» PROBLEM STATEMENT:
Please reproduce each of the following entries exactly.

[Recorded data]
use std::io;
use thiserror::Error;

/// Error type for PnP lookups and property reads
#[derive(Error, Debug)]
pub enum PnpError {
    #[error("IO error: {0}")]
    Io(#[from] io::Error),

    #[error("JSON error: {0}")]
    Json(#[from] serde_json::Error),

    #[error("WMI error: {0}")]
    Wmi(String),

    #[error("Invalid query: {0}")]
    InvalidQuery(String),

    #[error("{0}")]
    NotFound(String),

    #[error("Unexpected property value: {0}")]
    PropertyValue(String),

    #[error("Invalid CIM datetime '{0}'")]
    DateTime(String),

    #[error("Not supported on this platform: {0}")]
    Unsupported(String),
}

/// Result type alias for wmipnp
pub type Result<T> = std::result::Result<T, PnpError>;

impl PnpError {
    /// Create a WMI backend error
    pub fn wmi<S: Into<String>>(msg: S) -> Self {
        PnpError::Wmi(msg.into())
    }

    /// Create an invalid query error
    pub fn invalid_query<S: Into<String>>(msg: S) -> Self {
        PnpError::InvalidQuery(msg.into())
    }

    /// Create a not found error
    pub fn not_found<S: Into<String>>(msg: S) -> Self {
        PnpError::NotFound(msg.into())
    }

    pub fn property_value<S: Into<String>>(msg: S) -> Self {
        PnpError::PropertyValue(msg.into())
    }

    pub fn date_time<S: Into<String>>(input: S) -> Self {
        PnpError::DateTime(input.into())
    }

    pub fn unsupported<S: Into<String>>(msg: S) -> Self {
        PnpError::Unsupported(msg.into())
    }
}
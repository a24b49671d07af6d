// Validation of lookup strings before they are embedded in a WQL query

use crate::error::{PnpError, Result};

/// Maximum length of a friendly name or device id lookup
const MAX_LOOKUP_LENGTH: usize = 512;

/// Validates a friendly name, substring or device id used as a lookup key.
///
/// Rejects empty input, control characters (including NUL) and overly long
/// strings. Quotes and backslashes are allowed; escaping happens when the
/// predicate is built.
pub fn validate_lookup(kind: &str, value: &str) -> Result<()> {
    if value.trim().is_empty() {
        return Err(PnpError::invalid_query(format!("{} cannot be empty", kind)));
    }

    let length = value.chars().count();
    if length > MAX_LOOKUP_LENGTH {
        return Err(PnpError::invalid_query(format!(
            "{} is too long ({} characters, max {})",
            kind, length, MAX_LOOKUP_LENGTH
        )));
    }

    if let Some(ch) = value.chars().find(|c| c.is_control()) {
        return Err(PnpError::invalid_query(format!(
            "{} contains control character {:?}",
            kind, ch
        )));
    }

    Ok(())
}

/// Validates a property key (`{GUID} pid` or a `DEVPKEY_*` name)
pub fn validate_property_key(key: &str) -> Result<()> {
    validate_lookup("Property key", key)
}
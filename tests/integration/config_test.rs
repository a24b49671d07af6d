use tempfile::TempDir;
use wmipnp::core::Config;

#[test]
fn test_config_load_nonexistent_returns_default() {
    let temp_dir = TempDir::new().unwrap();
    let config = Config::load_from(&temp_dir.path().join("config.json")).unwrap();
    assert_eq!(config, Config::default());
}

#[test]
fn test_config_save_and_load() {
    let temp_dir = TempDir::new().unwrap();
    let path = temp_dir.path().join("wmipnp").join("config.json");

    let mut config = Config::default();
    config.set_hands_free_name("WH-1000XM5 Hands-Free AG".to_string());
    config.set_headphones_name("WH-1000XM5".to_string());
    config.json_output = true;
    config.save_to(&path).unwrap();

    let loaded = Config::load_from(&path).unwrap();
    assert_eq!(loaded.hands_free_name, "WH-1000XM5 Hands-Free AG");
    assert_eq!(loaded.headphones_name, "WH-1000XM5");
    assert!(loaded.json_output);
}

#[test]
fn test_config_empty_file_returns_default() {
    let temp_dir = TempDir::new().unwrap();
    let path = temp_dir.path().join("config.json");
    std::fs::write(&path, "").unwrap();

    assert_eq!(Config::load_from(&path).unwrap(), Config::default());
}

#[test]
fn test_config_path_is_under_wmipnp() {
    if let Ok(path) = Config::get_config_path() {
        assert!(path.ends_with("wmipnp/config.json") || path.ends_with("wmipnp\\config.json"));
    }
}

» SOLUTION:
use std::io;
use thiserror::Error;

/// Error type for PnP lookups and property reads
#[derive(Error, Debug)]
pub enum PnpError {
    #[error("IO error: {0}")]
    Io(#[from] io::Error),

    #[error("JSON error: {0}")]
    Json(#[from] serde_json::Error),

    #[error("WMI error: {0}")]
    Wmi(String),

    #[error("Invalid query: {0}")]
    InvalidQuery(String),

    #[error("{0}")]
    NotFound(String),

    #[error("Unexpected property value: {0}")]
    PropertyValue(String),

    #[error("Invalid CIM datetime '{0}'")]
    DateTime(String),

    #[error("Not supported on this platform: {0}")]
    Unsupported(String),
}

/// Result type alias for wmipnp
pub type Result<T> = std::result::Result<T, PnpError>;

impl PnpError {
    /// Create a WMI backend error
    pub fn wmi<S: Into<String>>(msg: S) -> Self {
        PnpError::Wmi(msg.into())
    }

    /// Create an invalid query error
    pub fn invalid_query<S: Into<String>>(msg: S) -> Self {
        PnpError::InvalidQuery(msg.into())
    }

    /// Create a not found error
    pub fn not_found<S: Into<String>>(msg: S) -> Self {
        PnpError::NotFound(msg.into())
    }

    pub fn property_value<S: Into<String>>(msg: S) -> Self {
        PnpError::PropertyValue(msg.into())
    }

    pub fn date_time<S: Into<String>>(input: S) -> Self {
        PnpError::DateTime(input.into())
    }

    pub fn unsupported<S: Into<String>>(msg: S) -> Self {
        PnpError::Unsupported(msg.into())
    }
}
repository a24b49671d07af6d
// Validation of lookup strings before they are embedded in a WQL query

use crate::error::{PnpError, Result};

/// Maximum length of a friendly name or device id lookup
const MAX_LOOKUP_LENGTH: usize = 512;

/// Validates a friendly name, substring or device id used as a lookup key.
///
/// Rejects empty input, control characters (including NUL) and overly long
/// strings. Quotes and backslashes are allowed; escaping happens when the
/// predicate is built.
pub fn validate_lookup(kind: &str, value: &str) -> Result<()> {
    if value.trim().is_empty() {
        return Err(PnpError::invalid_query(format!("{} cannot be empty", kind)));
    }

    let length = value.chars().count();
    if length > MAX_LOOKUP_LENGTH {
        return Err(PnpError::invalid_query(format!(
            "{} is too long ({} characters, max {})",
            kind, length, MAX_LOOKUP_LENGTH
        )));
    }

    if let Some(ch) = value.chars().find(|c| c.is_control()) {
        return Err(PnpError::invalid_query(format!(
            "{} contains control character {:?}",
            kind, ch
        )));
    }

    Ok(())
}

/// Validates a property key (`{GUID} pid` or a `DEVPKEY_*` name)
pub fn validate_property_key(key: &str) -> Result<()> {
    validate_lookup("Property key", key)
}
filename tests/integration/config_test.rs
repository a24b49671d07af6d
use tempfile::TempDir;
use wmipnp::core::Config;

#[test]
fn test_config_load_nonexistent_returns_default() {
    let temp_dir = TempDir::new().unwrap();
    let config = Config::load_from(&temp_dir.path().join("config.json")).unwrap();
    assert_eq!(config, Config::default());
}

#[test]
fn test_config_save_and_load() {
    let temp_dir = TempDir::new().unwrap();
    let path = temp_dir.path().join("wmipnp").join("config.json");

    let mut config = Config::default();
    config.set_hands_free_name("WH-1000XM5 Hands-Free AG".to_string());
    config.set_headphones_name("WH-1000XM5".to_string());
    config.json_output = true;
    config.save_to(&path).unwrap();

    let loaded = Config::load_from(&path).unwrap();
    assert_eq!(loaded.hands_free_name, "WH-1000XM5 Hands-Free AG");
    assert_eq!(loaded.headphones_name, "WH-1000XM5");
    assert!(loaded.json_output);
}

#[test]
fn test_config_empty_file_returns_default() {
    let temp_dir = TempDir::new().unwrap();
    let path = temp_dir.path().join("config.json");
    std::fs::write(&path, "").unwrap();

    assert_eq!(Config::load_from(&path).unwrap(), Config::default());
}

#[test]
fn test_config_path_is_under_wmipnp() {
    if let Ok(path) = Config::get_config_path() {
        assert!(path.ends_with("wmipnp/config.json") || path.ends_with("wmipnp\\config.json"));
    }
}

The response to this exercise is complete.